Wherever a line holds the word "outcome", copy that line from the data.

----

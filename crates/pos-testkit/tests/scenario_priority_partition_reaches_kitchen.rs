//! Priority designations flow from the confirm transition into the kitchen
//! data contract, and an oversized priority subset is rejected before
//! anything is staged or mutated.

use pos_order::{OrderError, OrderId, OrderTicket};
use pos_testkit::{burger_with_bacon, fries, StagingHarness};

#[test]
fn priority_subset_partitions_the_kitchen_ticket() -> anyhow::Result<()> {
    let mut ticket = OrderTicket::new(OrderId::Table(9));
    ticket.append(burger_with_bacon());
    ticket.append(fries());

    let outcome = ticket.confirm(&[fries()])?;
    assert_eq!(outcome.priority.len(), 1);
    assert_eq!(outcome.regular.len(), 1);
    assert_eq!(outcome.priority[0].name(), "Fries");

    let harness = StagingHarness::new();
    let receipt = harness.area().confirm(
        &ticket.id().staging_name(),
        &outcome.priority,
        &outcome.regular,
        ticket.items(),
    )?;
    assert_eq!(receipt.kitchen.priority.len(), 1);
    assert_eq!(receipt.kitchen.regular.len(), 1);
    assert_eq!(receipt.kitchen.priority[0].name(), "Fries");
    Ok(())
}

#[test]
fn oversized_priority_subset_stops_the_whole_confirm() {
    let mut ticket = OrderTicket::new(OrderId::Table(9));
    ticket.append(burger_with_bacon());

    let err = ticket
        .confirm(&[burger_with_bacon(), fries(), fries()])
        .unwrap_err();
    assert_eq!(
        err,
        OrderError::PriorityContract {
            supplied: 3,
            ticket_len: 1
        }
    );
    assert!(!err.is_recoverable(), "caller bug, must propagate");
    assert!(
        ticket.items().iter().all(|i| !i.is_confirmed()),
        "nothing may confirm on a contract violation"
    );
}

----

**RESULT OF THIS EXERCISE**
    let outcome = ticket.confirm(&[fries()])?;
    assert_eq!(outcome.priority.len(), 1);
    assert_eq!(outcome.regular.len(), 1);
    assert_eq!(outcome.priority[0].name(), "Fries");
        &outcome.priority,
        &outcome.regular,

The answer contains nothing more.